**Your task**: Go through the material and tally the lines containing the string "PathBuf". Give the total alone.

Top of Supplied data

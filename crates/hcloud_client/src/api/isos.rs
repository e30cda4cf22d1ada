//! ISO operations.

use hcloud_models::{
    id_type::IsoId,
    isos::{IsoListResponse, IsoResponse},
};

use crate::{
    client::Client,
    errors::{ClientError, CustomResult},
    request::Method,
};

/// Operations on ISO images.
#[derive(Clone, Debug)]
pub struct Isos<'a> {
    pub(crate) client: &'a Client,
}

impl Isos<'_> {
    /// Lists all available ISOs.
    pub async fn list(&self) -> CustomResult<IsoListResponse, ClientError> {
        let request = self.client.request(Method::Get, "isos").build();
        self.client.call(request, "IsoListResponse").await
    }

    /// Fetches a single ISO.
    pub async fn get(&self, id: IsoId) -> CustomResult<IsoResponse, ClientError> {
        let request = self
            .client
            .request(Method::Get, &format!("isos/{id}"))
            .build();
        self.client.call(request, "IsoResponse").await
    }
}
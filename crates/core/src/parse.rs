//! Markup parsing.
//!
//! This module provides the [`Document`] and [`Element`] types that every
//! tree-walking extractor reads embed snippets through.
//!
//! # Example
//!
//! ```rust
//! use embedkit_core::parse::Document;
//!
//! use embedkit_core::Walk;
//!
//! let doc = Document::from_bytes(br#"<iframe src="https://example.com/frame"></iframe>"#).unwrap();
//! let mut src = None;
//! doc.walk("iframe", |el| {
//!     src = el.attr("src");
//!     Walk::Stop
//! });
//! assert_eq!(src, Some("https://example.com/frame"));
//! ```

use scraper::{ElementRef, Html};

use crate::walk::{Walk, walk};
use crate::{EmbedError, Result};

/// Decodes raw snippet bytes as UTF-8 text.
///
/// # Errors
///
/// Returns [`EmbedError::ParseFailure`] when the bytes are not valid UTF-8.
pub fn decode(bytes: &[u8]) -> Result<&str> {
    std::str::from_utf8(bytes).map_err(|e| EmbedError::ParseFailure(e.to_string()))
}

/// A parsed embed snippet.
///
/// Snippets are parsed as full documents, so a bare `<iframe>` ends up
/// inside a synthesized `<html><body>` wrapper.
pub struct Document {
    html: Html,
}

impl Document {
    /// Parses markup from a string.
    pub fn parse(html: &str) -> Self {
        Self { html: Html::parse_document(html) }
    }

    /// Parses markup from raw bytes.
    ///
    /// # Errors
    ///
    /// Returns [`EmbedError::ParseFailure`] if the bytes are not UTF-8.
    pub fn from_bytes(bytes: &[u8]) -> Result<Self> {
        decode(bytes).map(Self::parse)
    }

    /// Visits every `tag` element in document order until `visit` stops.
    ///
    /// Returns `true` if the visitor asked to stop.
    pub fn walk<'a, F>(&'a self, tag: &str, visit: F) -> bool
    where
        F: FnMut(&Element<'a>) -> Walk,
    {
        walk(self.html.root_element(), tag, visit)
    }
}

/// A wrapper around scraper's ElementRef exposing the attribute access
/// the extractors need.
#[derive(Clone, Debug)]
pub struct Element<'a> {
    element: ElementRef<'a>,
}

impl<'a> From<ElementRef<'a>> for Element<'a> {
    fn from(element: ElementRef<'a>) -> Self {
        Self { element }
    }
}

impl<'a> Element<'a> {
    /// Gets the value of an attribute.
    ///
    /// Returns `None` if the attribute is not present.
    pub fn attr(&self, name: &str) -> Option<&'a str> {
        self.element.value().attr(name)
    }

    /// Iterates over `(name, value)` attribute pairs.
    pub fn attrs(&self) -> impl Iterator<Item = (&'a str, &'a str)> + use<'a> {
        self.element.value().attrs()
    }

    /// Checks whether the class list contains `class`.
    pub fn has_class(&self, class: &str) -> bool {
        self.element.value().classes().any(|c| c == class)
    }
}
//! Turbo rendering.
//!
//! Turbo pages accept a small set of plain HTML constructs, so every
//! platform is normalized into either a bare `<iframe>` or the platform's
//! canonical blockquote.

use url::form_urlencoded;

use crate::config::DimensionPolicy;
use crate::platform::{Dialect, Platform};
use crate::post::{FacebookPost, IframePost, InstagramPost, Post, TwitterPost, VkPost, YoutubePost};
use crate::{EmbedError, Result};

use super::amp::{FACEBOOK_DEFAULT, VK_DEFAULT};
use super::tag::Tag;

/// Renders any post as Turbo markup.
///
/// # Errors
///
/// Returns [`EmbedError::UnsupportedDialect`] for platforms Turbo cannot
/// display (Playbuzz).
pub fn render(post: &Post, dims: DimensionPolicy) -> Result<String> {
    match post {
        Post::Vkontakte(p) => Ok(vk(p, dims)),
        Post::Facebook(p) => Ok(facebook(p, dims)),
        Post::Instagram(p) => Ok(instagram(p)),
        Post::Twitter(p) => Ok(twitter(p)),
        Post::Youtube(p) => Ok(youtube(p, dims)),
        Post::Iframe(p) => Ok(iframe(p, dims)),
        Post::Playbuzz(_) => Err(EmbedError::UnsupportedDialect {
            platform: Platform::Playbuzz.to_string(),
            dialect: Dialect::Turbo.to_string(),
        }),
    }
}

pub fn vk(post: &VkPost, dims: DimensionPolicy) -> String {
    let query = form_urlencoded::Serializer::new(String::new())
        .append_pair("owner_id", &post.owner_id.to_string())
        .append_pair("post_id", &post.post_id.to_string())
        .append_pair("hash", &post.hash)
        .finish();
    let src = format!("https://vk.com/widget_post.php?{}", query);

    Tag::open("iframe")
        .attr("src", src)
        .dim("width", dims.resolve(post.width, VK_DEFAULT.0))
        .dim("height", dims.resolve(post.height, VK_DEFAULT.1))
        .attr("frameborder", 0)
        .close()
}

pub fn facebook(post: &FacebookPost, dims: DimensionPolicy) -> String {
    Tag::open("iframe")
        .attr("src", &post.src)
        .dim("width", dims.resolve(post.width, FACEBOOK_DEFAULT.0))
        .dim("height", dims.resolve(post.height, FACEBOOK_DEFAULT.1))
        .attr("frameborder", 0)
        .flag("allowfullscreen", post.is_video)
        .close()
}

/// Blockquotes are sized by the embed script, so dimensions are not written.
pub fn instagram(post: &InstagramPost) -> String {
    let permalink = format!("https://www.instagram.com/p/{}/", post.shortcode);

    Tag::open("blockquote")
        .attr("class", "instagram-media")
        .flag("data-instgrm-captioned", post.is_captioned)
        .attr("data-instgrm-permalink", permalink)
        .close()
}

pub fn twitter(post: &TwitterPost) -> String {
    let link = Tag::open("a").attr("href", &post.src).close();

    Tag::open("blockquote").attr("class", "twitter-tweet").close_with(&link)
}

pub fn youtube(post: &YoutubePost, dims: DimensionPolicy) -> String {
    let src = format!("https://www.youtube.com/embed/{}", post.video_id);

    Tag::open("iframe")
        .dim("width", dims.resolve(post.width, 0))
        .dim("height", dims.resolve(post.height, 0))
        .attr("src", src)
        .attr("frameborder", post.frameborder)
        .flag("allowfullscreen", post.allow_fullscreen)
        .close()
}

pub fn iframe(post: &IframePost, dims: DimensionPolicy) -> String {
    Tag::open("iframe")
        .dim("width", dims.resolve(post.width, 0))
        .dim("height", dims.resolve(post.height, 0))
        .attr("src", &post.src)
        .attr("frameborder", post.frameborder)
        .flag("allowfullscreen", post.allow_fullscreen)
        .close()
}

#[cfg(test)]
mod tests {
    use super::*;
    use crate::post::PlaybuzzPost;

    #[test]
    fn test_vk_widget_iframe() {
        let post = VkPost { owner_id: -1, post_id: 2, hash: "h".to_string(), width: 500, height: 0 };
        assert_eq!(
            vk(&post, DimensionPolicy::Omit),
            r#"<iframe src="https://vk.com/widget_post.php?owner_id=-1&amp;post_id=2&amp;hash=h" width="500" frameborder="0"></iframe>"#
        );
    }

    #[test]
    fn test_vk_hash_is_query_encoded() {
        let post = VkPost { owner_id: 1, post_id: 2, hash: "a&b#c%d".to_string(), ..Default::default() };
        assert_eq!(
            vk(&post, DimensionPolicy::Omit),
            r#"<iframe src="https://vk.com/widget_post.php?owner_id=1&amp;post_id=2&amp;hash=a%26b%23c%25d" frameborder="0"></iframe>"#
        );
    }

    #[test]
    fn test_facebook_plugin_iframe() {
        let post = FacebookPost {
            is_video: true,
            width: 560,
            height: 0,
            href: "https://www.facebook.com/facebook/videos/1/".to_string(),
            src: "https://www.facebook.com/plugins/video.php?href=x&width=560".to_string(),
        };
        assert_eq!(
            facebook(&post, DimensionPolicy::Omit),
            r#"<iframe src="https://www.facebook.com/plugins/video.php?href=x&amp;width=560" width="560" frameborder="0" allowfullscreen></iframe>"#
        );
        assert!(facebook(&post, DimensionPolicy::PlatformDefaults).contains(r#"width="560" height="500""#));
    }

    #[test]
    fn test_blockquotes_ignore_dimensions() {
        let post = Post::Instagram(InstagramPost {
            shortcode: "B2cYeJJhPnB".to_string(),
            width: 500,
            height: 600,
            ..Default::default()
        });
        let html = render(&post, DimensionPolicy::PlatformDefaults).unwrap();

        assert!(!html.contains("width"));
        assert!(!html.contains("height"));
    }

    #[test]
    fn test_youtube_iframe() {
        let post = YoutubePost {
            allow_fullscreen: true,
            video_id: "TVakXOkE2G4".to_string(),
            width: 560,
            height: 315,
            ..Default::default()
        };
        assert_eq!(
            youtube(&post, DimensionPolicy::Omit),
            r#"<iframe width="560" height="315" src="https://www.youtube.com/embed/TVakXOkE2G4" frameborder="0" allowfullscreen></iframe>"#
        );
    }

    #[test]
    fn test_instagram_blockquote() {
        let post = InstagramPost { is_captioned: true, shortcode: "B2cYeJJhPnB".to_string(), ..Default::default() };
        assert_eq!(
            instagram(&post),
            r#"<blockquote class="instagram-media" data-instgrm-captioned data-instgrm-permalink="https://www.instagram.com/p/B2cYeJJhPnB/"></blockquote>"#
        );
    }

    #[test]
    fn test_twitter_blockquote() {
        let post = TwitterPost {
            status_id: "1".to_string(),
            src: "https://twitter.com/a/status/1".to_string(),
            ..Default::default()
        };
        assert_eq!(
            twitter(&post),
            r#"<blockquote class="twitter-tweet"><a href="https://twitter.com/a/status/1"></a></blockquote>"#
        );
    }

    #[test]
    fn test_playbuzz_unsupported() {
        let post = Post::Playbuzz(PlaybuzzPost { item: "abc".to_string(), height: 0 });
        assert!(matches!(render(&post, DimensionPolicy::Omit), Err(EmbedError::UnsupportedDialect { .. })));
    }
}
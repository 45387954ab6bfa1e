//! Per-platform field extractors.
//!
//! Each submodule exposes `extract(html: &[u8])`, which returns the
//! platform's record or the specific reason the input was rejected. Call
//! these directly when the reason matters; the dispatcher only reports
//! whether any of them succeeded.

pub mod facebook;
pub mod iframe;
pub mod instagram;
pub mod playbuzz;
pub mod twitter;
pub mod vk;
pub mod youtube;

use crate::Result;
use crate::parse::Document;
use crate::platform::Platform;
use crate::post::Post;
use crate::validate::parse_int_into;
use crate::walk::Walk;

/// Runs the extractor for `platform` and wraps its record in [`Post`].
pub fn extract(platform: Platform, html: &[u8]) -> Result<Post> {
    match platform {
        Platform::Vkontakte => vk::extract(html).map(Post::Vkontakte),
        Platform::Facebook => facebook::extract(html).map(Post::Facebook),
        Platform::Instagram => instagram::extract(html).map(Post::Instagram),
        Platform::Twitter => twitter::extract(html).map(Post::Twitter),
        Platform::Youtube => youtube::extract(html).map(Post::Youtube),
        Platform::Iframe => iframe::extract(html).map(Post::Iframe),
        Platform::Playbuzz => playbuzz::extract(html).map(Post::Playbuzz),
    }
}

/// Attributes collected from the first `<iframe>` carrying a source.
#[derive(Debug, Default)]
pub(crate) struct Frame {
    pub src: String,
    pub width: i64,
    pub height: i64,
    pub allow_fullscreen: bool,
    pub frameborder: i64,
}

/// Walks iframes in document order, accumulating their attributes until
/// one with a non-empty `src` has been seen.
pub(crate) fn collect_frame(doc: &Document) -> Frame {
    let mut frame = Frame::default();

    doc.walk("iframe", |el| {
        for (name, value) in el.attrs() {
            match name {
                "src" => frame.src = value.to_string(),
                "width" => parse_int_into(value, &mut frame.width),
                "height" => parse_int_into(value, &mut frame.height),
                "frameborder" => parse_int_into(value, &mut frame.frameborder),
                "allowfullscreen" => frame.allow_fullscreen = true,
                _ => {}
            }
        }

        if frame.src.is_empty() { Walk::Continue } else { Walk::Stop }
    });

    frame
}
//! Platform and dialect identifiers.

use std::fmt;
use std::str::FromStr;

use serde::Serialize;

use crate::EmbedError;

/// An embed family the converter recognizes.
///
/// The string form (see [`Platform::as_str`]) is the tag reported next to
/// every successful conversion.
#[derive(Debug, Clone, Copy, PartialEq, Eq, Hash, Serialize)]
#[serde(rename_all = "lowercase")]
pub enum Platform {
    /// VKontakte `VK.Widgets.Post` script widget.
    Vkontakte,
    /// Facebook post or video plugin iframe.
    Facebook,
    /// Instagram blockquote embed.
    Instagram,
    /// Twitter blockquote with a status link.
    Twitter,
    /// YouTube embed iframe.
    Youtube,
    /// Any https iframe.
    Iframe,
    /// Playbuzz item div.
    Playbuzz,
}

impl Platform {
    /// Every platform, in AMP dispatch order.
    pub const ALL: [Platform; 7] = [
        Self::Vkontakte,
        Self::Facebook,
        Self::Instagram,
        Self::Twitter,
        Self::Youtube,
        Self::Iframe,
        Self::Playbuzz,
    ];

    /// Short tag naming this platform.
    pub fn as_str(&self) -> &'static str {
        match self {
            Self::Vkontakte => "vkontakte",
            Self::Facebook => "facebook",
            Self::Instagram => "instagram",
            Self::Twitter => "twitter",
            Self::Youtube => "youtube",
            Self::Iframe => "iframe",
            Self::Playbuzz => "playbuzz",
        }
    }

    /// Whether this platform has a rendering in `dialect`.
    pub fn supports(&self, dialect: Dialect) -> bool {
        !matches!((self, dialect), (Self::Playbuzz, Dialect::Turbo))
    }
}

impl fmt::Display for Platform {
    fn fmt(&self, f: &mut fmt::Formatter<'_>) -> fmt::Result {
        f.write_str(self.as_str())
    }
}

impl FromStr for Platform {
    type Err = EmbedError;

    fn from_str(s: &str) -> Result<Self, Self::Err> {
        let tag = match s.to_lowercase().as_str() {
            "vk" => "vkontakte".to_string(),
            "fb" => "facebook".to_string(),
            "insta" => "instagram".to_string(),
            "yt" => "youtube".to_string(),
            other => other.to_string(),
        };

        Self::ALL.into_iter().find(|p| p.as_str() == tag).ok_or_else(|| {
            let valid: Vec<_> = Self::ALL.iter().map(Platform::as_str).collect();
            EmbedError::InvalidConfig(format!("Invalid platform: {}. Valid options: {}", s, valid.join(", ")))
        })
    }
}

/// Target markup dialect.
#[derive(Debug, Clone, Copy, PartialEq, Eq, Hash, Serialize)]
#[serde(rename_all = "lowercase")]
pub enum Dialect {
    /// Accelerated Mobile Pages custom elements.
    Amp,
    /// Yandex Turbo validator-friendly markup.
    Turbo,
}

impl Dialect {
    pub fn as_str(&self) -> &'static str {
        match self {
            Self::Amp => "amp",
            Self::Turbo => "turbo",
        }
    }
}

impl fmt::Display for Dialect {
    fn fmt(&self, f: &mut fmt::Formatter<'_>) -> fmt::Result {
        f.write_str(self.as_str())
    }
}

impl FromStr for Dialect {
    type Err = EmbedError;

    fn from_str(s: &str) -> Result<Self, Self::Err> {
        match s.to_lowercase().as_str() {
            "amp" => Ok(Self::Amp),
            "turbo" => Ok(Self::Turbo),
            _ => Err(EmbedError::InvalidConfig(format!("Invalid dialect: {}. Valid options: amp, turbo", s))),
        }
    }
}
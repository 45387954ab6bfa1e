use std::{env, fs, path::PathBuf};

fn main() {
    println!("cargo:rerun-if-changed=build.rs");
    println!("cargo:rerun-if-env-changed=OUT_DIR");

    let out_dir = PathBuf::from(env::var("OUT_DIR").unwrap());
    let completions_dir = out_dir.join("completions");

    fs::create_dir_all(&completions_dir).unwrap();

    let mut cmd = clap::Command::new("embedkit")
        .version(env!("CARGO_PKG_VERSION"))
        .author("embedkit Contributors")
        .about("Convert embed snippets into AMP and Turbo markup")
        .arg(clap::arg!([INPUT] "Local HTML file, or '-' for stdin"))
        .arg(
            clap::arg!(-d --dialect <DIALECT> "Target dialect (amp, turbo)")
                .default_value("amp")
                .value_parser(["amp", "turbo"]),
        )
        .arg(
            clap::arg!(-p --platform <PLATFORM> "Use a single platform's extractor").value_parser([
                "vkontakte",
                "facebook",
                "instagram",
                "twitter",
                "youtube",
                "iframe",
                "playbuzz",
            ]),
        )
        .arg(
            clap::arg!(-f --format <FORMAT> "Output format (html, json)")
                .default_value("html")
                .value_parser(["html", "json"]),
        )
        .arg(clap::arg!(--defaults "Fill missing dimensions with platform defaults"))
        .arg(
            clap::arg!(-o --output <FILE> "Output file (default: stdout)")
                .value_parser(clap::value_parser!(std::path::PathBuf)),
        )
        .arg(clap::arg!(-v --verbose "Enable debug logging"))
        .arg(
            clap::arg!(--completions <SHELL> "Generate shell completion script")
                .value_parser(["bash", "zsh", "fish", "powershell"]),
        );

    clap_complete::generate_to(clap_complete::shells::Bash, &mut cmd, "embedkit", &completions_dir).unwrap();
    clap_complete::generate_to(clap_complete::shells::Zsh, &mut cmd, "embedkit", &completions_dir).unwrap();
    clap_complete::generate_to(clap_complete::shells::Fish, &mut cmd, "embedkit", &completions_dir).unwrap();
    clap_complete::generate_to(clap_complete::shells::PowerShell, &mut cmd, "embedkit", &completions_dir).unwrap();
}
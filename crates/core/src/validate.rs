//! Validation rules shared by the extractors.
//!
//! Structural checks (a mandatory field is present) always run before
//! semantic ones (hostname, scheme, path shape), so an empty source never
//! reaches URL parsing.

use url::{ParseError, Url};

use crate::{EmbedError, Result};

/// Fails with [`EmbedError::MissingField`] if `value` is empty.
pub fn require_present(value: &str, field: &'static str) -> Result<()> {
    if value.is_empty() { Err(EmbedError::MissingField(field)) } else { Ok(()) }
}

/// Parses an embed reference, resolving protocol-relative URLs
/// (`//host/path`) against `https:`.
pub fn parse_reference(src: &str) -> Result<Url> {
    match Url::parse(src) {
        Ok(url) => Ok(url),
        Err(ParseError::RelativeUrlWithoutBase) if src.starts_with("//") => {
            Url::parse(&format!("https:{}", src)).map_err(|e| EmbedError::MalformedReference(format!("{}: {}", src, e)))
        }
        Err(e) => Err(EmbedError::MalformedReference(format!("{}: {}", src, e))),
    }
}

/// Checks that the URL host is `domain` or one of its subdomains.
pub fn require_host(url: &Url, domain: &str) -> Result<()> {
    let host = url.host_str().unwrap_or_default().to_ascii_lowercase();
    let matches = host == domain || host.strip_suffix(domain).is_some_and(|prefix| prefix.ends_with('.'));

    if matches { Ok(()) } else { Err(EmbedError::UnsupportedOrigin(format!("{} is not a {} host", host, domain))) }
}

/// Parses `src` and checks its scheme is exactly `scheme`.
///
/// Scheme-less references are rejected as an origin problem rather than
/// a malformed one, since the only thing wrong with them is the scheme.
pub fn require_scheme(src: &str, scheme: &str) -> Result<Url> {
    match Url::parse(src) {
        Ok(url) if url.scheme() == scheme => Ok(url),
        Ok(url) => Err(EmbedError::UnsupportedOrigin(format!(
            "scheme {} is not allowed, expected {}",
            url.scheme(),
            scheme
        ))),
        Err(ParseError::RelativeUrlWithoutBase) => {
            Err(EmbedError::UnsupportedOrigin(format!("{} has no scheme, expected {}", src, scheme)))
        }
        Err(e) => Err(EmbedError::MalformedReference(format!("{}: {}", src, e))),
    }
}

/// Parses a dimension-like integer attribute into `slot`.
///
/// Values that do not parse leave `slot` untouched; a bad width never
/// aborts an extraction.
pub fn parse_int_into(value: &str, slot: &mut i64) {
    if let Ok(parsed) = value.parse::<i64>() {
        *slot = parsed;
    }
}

Bottom of Supplied data

**Solution below**: 3